Review of Miracle

Miracle (1982)
10/10
Celebrity, Religion, Poverty, and Fanaticism Collide in Filipino Cinematic Giant
9 October 2006
I had the rare pleasure of watching "Himala" by Ishmael Bernal at Imaginasian's NY Filipino Film Festival (2 more screenings are scheduled: Oct. 10 & 15—subtitled, but be forewarned that the print is not that great). It's frankly quite a sad statement for Philippine cinema when audiences flock to watch horrendous films like "Dubai" (destination: Canada!) while a rare classic like "Himala" attracts but a handful of people. (Ironically, both films are written by the same person, writer Ricky Lee.) Like "Tinimbang Ka Ngunit Kulang", "Oro, Plata, Mata", and "Maynila sa Kuko ng Liwanag", "Himala" is a Filipino cinematic giant with a reputation that precedes it yet is, ironically, very hard to find even in the Philippines. For a decade the only version I could get my hands on was a copy of the script but even then it easily became one of my favorites. You can imagine then the high level of expectation I had in anticipation of the film's screening.

It's interesting to finally see Nora Aunor's now legendary performance as Elsa, a simpleton who turns an impoverished village upside down when she claims to have seen the apparition of the Virgin Mary. Aunor is characteristically subtle and holds back for most of the film then lets go a torrent of emotions at the last quarter. Bernal, Lee, and Aunor, legends all, use their cinematic prowess to build crescendo, a frenzy of Third World desperation—poverty, sickness, death—with resulting tension that inevitably explodes in the end. When Elsa gathers her followers near the end of the film we see both Elsa and Aunor as the Chosen Ones in their calling. (Filipinos in the know love to repeat the annoying trivia that she almost won—'She lost by 1 vote!'—the Berlin Film Festival Best Actress award. But since when did almost winning count in any film festival?)

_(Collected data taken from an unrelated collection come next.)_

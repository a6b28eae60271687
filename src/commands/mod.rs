//! Subcommand handlers.
//!
//! Each file in this module corresponds to one user-facing command:
//!
//! | File          | Invocation          | Description                        |
//! |---------------|---------------------|------------------------------------|
//! | `perform.rs`  | `backup perform`    | Run triggers in order              |
//! | `generate.rs` | `backup generate`   | Add a job stanza to the config     |
//! | `decrypt.rs`  | `backup decrypt`    | Decrypt a package with openssl/gpg |

pub mod decrypt;
pub mod generate;
pub mod perform;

Celebrity, religion, poverty, and fanaticism collide in "Himala", arguably one of the best Filipino films ever made. It is well-made on major counts—acting, writing, and direction—but, more importantly, it asks questions that really matter. In a country overwhelmingly spoon-fed with Catholicism, "Himala" questions the institutions and truths we've created and challenges us to do the same. It's a serious commentary on how myth serves its purpose when truth is too hard to swallow. If you can choose only 1 Filipino film to watch, let it be "Himala".